While the forecast for 2021 is an increase of around 4%, these numbers indicate that IT budgets will still be under pressure. While IT struggles to make up for the cutbacks, business leaders will be demanding support for transformational projects as they adjust to constantly evolving customer demands and market dynamics.
How then do IT leaders balance the need to keep the machine working with finding the cash to fund must-do new initiatives that support the business?
It’s possible you might already have the answer without knowing it. If not, you’ll be happy to know that arriving at the right answer(s) isn’t as slow and expensive as you might think.
It starts with taking a detailed look at your IT assets – specifically the devices, software licenses, and subscriptions being used across the organization.
The vast majority of organizations will have seen change in their technology use in 2020: supporting the rush to remote working, increased use of collaboration platforms, older software becoming shelfware, more computing power moved into the cloud. Change in 2020 has been faster than anyone predicted at the start of the year.
All that change – and the need to execute at speed – has left many organizations unclear as to whether their current IT environment is rightsized.

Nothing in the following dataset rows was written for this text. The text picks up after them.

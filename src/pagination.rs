//! Page/per-page handling for list endpoints

use serde::{Deserialize, Serialize};

#[derive(Debug, Default, Clone, Copy, Serialize, Deserialize)]
pub struct PaginationParams {
    pub page: Option<u32>,
    pub per_page: Option<u32>,
}

#[derive(Debug, Serialize)]
pub struct PaginationInfo {
    pub current_page: u32,
    pub per_page: u32,
    pub total: i64,
    pub total_pages: u32,
}

#[derive(Debug, Serialize)]
pub struct PaginatedResponse<T> {
    pub items: Vec<T>,
    pub pagination: PaginationInfo,
}

impl PaginationParams {
    pub fn get_page(&self) -> u32 {
        self.page.unwrap_or(1).max(1)
    }

    pub fn get_per_page(&self) -> u32 {
        self.per_page.unwrap_or(20).clamp(1, 100)
    }

    pub fn get_offset(&self) -> u32 {
        (self.get_page() - 1) * self.get_per_page()
    }

    pub fn get_limit(&self) -> u32 {
        self.get_per_page()
    }
}

impl PaginationInfo {
    pub fn new(current_page: u32, per_page: u32, total: i64) -> Self {
        let per_page_i64 = i64::from(per_page.max(1));
        let total_pages = if total <= 0 {
            1
        } else {
            ((total + per_page_i64 - 1) / per_page_i64) as u32
        };

        Self {
            current_page,
            per_page,
            total,
            total_pages,
        }
    }
}

impl<T> PaginatedResponse<T> {
    pub fn new(items: Vec<T>, params: &PaginationParams, total: i64) -> Self {
        Self {
            items,
            pagination: PaginationInfo::new(params.get_page(), params.get_per_page(), total),
        }
    }

    /// Paginate an already-fetched list
    pub fn from_all(all: Vec<T>, params: &PaginationParams) -> Self {
        let total = all.len() as i64;
        let items = all
            .into_iter()
            .skip(params.get_offset() as usize)
            .take(params.get_limit() as usize)
            .collect();
        Self::new(items, params, total)
    }
}
//! Database access

pub mod queries;

pub use queries::*;
//! Pricing service functions with database access.
//!
//! These functions fetch the coupon, due and booking records that gate a
//! price calculation, then hand the numbers to the pure calculators.

use chrono::{DateTime, Duration, NaiveDate, Utc};
use rust_decimal::Decimal;
use sqlx::{PgConnection, PgPool};
use uuid::Uuid;

use crate::db::queries as db;
use crate::error::AppError;
use crate::models::Booking;

use super::calculators::{calculate_renewal_amount, coupon_discount, CouponTerms, RenewalAmountResult};
use super::models::{total_outstanding, Coupon};
use super::queries;

/// How long an unpaid booking keeps its seat
pub const PENDING_HOLD_MINUTES: i64 = 15;

/// Pricing calculation error types
#[derive(Debug, Clone)]
pub enum PricingError {
    CouponNotFound {
        code: String,
    },
    CouponInactive {
        code: String,
    },
    CouponNotStarted {
        code: String,
    },
    CouponExpired {
        code: String,
    },
    CouponUsedUp {
        code: String,
    },
    MinimumOrderNotMet {
        code: String,
        minimum: Decimal,
    },
    CouponMisconfigured {
        code: String,
        discount_type: String,
    },
    SeatUnavailable {
        seat_id: Uuid,
        start: NaiveDate,
        end: NaiveDate,
    },
}

impl std::fmt::Display for PricingError {
    fn fmt(&self, f: &mut std::fmt::Formatter<'_>) -> std::fmt::Result {
        match self {
            PricingError::CouponNotFound { code } => write!(f, "Coupon {} does not exist", code),
            PricingError::CouponInactive { code } => write!(f, "Coupon {} is no longer active", code),
            PricingError::CouponNotStarted { code } => write!(f, "Coupon {} is not valid yet", code),
            PricingError::CouponExpired { code } => write!(f, "Coupon {} has expired", code),
            PricingError::CouponUsedUp { code } => {
                write!(f, "Coupon {} has reached its usage limit", code)
            }
            PricingError::MinimumOrderNotMet { code, minimum } => {
                write!(f, "Coupon {} needs an order of at least {}", code, minimum)
            }
            PricingError::CouponMisconfigured { code, discount_type } => {
                write!(f, "Coupon {} has unknown discount type '{}'", code, discount_type)
            }
            PricingError::SeatUnavailable { seat_id, start, end } => {
                write!(f, "Seat {} is already booked between {} and {}", seat_id, start, end)
            }
        }
    }
}

impl std::error::Error for PricingError {}

impl From<PricingError> for AppError {
    fn from(err: PricingError) -> Self {
        match err {
            PricingError::CouponNotFound { .. } => AppError::NotFound("Coupon".to_string()),
            PricingError::SeatUnavailable { .. } => AppError::Conflict(err.to_string()),
            PricingError::CouponMisconfigured { .. } => AppError::Internal(err.to_string()),
            _ => AppError::Validation(err.to_string()),
        }
    }
}

/// A coupon that passed validation against an order
#[derive(Debug, Clone)]
pub struct ValidatedCoupon {
    pub coupon: Coupon,
    pub terms: CouponTerms,
    pub discount: Decimal,
}

/// Check a fetched coupon against an order amount.
pub fn check_coupon(
    coupon: Coupon,
    order_amount: Decimal,
    check_time: DateTime<Utc>,
) -> Result<ValidatedCoupon, PricingError> {
    let code = coupon.code.clone();

    if !coupon.is_active {
        return Err(PricingError::CouponInactive { code });
    }
    if !coupon.has_started(check_time) {
        return Err(PricingError::CouponNotStarted { code });
    }
    if coupon.has_expired(check_time) {
        return Err(PricingError::CouponExpired { code });
    }
    if coupon.is_used_up() {
        return Err(PricingError::CouponUsedUp { code });
    }
    if let Some(minimum) = coupon.min_order_amount {
        if order_amount < minimum {
            return Err(PricingError::MinimumOrderNotMet { code, minimum });
        }
    }

    let terms = coupon.terms().ok_or_else(|| PricingError::CouponMisconfigured {
        code: code.clone(),
        discount_type: coupon.discount_type.clone(),
    })?;
    let discount = coupon_discount(&terms, order_amount);

    Ok(ValidatedCoupon {
        coupon,
        terms,
        discount,
    })
}

/// Look up a coupon by code and validate it against an order amount.
pub async fn validate_coupon(
    pool: &PgPool,
    code: &str,
    order_amount: Decimal,
    as_of: Option<DateTime<Utc>>,
) -> Result<ValidatedCoupon, AppError> {
    let check_time = as_of.unwrap_or_else(Utc::now);

    let coupon = queries::find_coupon_by_code(pool, code)
        .await?
        .ok_or_else(|| PricingError::CouponNotFound {
            code: code.to_string(),
        })?;

    Ok(check_coupon(coupon, order_amount, check_time)?)
}

/// Renewal amount together with the coupon that produced it
#[derive(Debug, Clone)]
pub struct RenewalQuote {
    pub amount: RenewalAmountResult,
    pub coupon: Option<ValidatedCoupon>,
}

/// Unpaid dues of a booking, as rolled into a renewal
#[derive(Debug, Clone, Default)]
pub struct OpenDues {
    pub total: Decimal,
    pub due_ids: Vec<Uuid>,
}

/// What a student still owes on a booking, and which dues make it up
pub async fn open_dues(pool: &PgPool, booking_id: Uuid) -> Result<OpenDues, AppError> {
    let dues = queries::find_open_dues_for_booking(pool, booking_id).await?;

    Ok(OpenDues {
        total: total_outstanding(&dues),
        due_ids: dues
            .iter()
            .filter(|due| due.outstanding() > Decimal::ZERO)
            .map(|due| due.id)
            .collect(),
    })
}

/// Price a renewal: validate the coupon against the rent, then add the
/// outstanding dues.
///
/// # Arguments
/// * `pool` - Database connection pool
/// * `monthly_rate` - Current monthly price of the seat
/// * `duration_months` - Renewal length
/// * `coupon_code` - Optional coupon the student entered
/// * `outstanding_due` - Unpaid dues rolled into this payment
pub async fn quote_renewal(
    pool: &PgPool,
    monthly_rate: Decimal,
    duration_months: u32,
    coupon_code: Option<&str>,
    outstanding_due: Decimal,
) -> Result<RenewalQuote, AppError> {
    let rent = monthly_rate * Decimal::from(duration_months);

    let coupon = match coupon_code.map(str::trim).filter(|c| !c.is_empty()) {
        Some(code) => Some(validate_coupon(pool, code, rent, None).await?),
        None => None,
    };

    let amount = calculate_renewal_amount(
        monthly_rate,
        duration_months,
        coupon.as_ref().map(|c| &c.terms),
        outstanding_due,
    );

    Ok(RenewalQuote { amount, coupon })
}

/// Creation time before which a pending booking no longer holds its seat
pub fn pending_cutoff(now: DateTime<Utc>) -> DateTime<Utc> {
    now - Duration::minutes(PENDING_HOLD_MINUTES)
}

/// Whether a pending booking created at `created_at` still holds its seat
pub fn hold_is_live(created_at: DateTime<Utc>, now: DateTime<Utc>) -> bool {
    created_at > pending_cutoff(now)
}

/// Fail unless the seat is free for `[start, end)`.
///
/// Call inside the transaction that inserts the booking, after locking the
/// seat row, so two checkouts for the same seat cannot both pass.
pub async fn ensure_seat_available(
    conn: &mut PgConnection,
    seat_id: Uuid,
    start: NaiveDate,
    end: NaiveDate,
) -> Result<(), AppError> {
    let cutoff = pending_cutoff(Utc::now());
    let overlapping =
        db::count_overlapping_bookings(&mut *conn, seat_id, start, end, Some(cutoff), None).await?;

    if overlapping > 0 {
        return Err(PricingError::SeatUnavailable { seat_id, start, end }.into());
    }
    Ok(())
}

/// Whether a booking that has just been paid can still have its seat.
///
/// Only other paid bookings count: a payment outranks an unpaid hold. Call
/// with the seat row locked.
pub async fn seat_free_for_payment(conn: &mut PgConnection, booking: &Booking) -> Result<bool, AppError> {
    let overlapping = db::count_overlapping_bookings(
        &mut *conn,
        booking.seat_id,
        booking.start_date,
        booking.end_date,
        None,
        Some(booking.id),
    )
    .await?;

    Ok(overlapping == 0)
}

/// Whether a coupon can take one more checkout given its live holds
pub fn coupon_has_room(usage_count: i32, usage_limit: Option<i32>, live_holds: i64) -> bool {
    match usage_limit {
        Some(limit) => i64::from(usage_count) + live_holds < i64::from(limit),
        None => true,
    }
}

/// Claim a use of a coupon for a new checkout.
///
/// Locks the coupon row so concurrent checkouts count each other's holds;
/// unpaid bookings younger than the hold window count against the limit.
pub async fn reserve_coupon(conn: &mut PgConnection, coupon: &Coupon) -> Result<(), AppError> {
    let (usage_count, usage_limit) = queries::lock_coupon_usage(&mut *conn, coupon.id)
        .await?
        .ok_or_else(|| PricingError::CouponNotFound {
            code: coupon.code.clone(),
        })?;

    if usage_limit.is_none() {
        return Ok(());
    }

    let holds = queries::count_pending_coupon_holds(&mut *conn, coupon.id, pending_cutoff(Utc::now())).await?;
    if !coupon_has_room(usage_count, usage_limit, holds) {
        return Err(PricingError::CouponUsedUp {
            code: coupon.code.clone(),
        }
        .into());
    }
    Ok(())
}

#[cfg(test)]
mod tests {
    use super::*;
    use crate::pricing::models::DiscountType;
    use rust_decimal_macros::dec;

    fn coupon() -> Coupon {
        Coupon {
            id: Uuid::new_v4(),
            code: "STUDY20".to_string(),
            discount_type: "percentage".to_string(),
            value: dec!(20),
            max_discount_amount: Some(dec!(100)),
            min_order_amount: Some(dec!(500)),
            usage_limit: Some(5),
            usage_count: 1,
            is_active: true,
            start_date: None,
            end_date: None,
        }
    }

    #[test]
    fn test_check_coupon_success() {
        let validated = check_coupon(coupon(), dec!(1000), Utc::now()).unwrap();
        assert_eq!(validated.terms.discount_type, DiscountType::Percentage);
        assert_eq!(validated.discount, dec!(100));
    }

    #[test]
    fn test_check_coupon_failures() {
        let now = Utc::now();

        let mut c = coupon();
        c.is_active = false;
        assert!(matches!(check_coupon(c, dec!(1000), now), Err(PricingError::CouponInactive { .. })));

        let mut c = coupon();
        c.start_date = Some(now + Duration::days(2));
        assert!(matches!(check_coupon(c, dec!(1000), now), Err(PricingError::CouponNotStarted { .. })));

        let mut c = coupon();
        c.end_date = Some(now - Duration::days(2));
        assert!(matches!(check_coupon(c, dec!(1000), now), Err(PricingError::CouponExpired { .. })));

        let mut c = coupon();
        c.usage_count = 5;
        assert!(matches!(check_coupon(c, dec!(1000), now), Err(PricingError::CouponUsedUp { .. })));

        assert!(matches!(
            check_coupon(coupon(), dec!(499), now),
            Err(PricingError::MinimumOrderNotMet { .. })
        ));

        let mut c = coupon();
        c.discount_type = "bogo".to_string();
        assert!(matches!(check_coupon(c, dec!(1000), now), Err(PricingError::CouponMisconfigured { .. })));
    }

    #[test]
    fn test_pending_hold_lasts_fifteen_minutes() {
        let now = Utc::now();
        assert!(hold_is_live(now - Duration::minutes(1), now));
        assert!(hold_is_live(now - Duration::minutes(14), now));
        assert!(!hold_is_live(now - Duration::minutes(PENDING_HOLD_MINUTES), now));
        assert!(!hold_is_live(now - Duration::minutes(16), now));
        assert_eq!(pending_cutoff(now), now - Duration::minutes(15));
    }

    #[test]
    fn test_coupon_room_counts_live_holds() {
        assert!(coupon_has_room(0, None, 100));
        assert!(coupon_has_room(3, Some(5), 1));
        assert!(!coupon_has_room(3, Some(5), 2));
        assert!(!coupon_has_room(5, Some(5), 0));
        assert!(!coupon_has_room(0, Some(0), 0));
    }

    #[test]
    fn test_pricing_error_display() {
        let err = PricingError::CouponExpired {
            code: "STUDY20".to_string(),
        };
        assert!(err.to_string().contains("STUDY20"));

        let err = PricingError::MinimumOrderNotMet {
            code: "STUDY20".to_string(),
            minimum: dec!(500),
        };
        assert!(err.to_string().contains("500"));
    }

    #[test]
    fn test_pricing_error_maps_to_app_error() {
        let unavailable = PricingError::SeatUnavailable {
            seat_id: Uuid::new_v4(),
            start: NaiveDate::from_ymd_opt(2024, 1, 1).unwrap(),
            end: NaiveDate::from_ymd_opt(2024, 2, 1).unwrap(),
        };
        assert!(matches!(AppError::from(unavailable), AppError::Conflict(_)));

        let missing = PricingError::CouponNotFound {
            code: "NOPE".to_string(),
        };
        assert!(matches!(AppError::from(missing), AppError::NotFound(_)));

        let expired = PricingError::CouponExpired {
            code: "OLD".to_string(),
        };
        assert!(matches!(AppError::from(expired), AppError::Validation(_)));
    }
}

It’s time to ask some questions.
Do you know how your usage has changed since the onset of COVID?
Changing the way we work – whether by moving office-based workers to home or changing on-site working practices to reduce face-to-face contact and proximity — has meant that many new products have been deployed, and legacy on-premises systems have been replaced with cloud-based services on a subscription basis. In most cases, these have been additional, unbudgeted costs as solutions were deployed quickly under business continuity conditions, rather than under standard governance. Given the uncertainty at the time, the original systems were often left in place and may still be running in parallel or be connected and have dependencies. It’s also a real possibility that new subscriptions may have been duplicated as multiple teams acted on their own initiative to address immediate business needs.
Do you know what you’re no longer using that you were previously?
As the workforce has adapted to new ways of working, some systems may have dropped out of use. This could be because they are no longer accessible to users outside your firewall, or because they are unsuitable for the new ways of working that have developed. You may be able to cancel software maintenance, decommission hardware, and even reduce your overall datacenter costs (HVAC, power, rental) to offset the cost of additional cloud services. If you have reduced staff numbers, you may need to recover endpoint devices that must have their data cleansed before being redeployed, used for hot-swaps, remarketed, or disposed of.
Do you have a clear technology strategy that can inform your decision-making?
In the initial months of the pandemic, it was difficult to make anything other than tactical decisions, but business and IT leaders are now looking to the future. Planning for what is acknowledged to be a continuing uncertain future is difficult. This means that resilience, flexibility, and agility are key – not just in ways of working, but also in delivery of products and services and even in the products and services offered.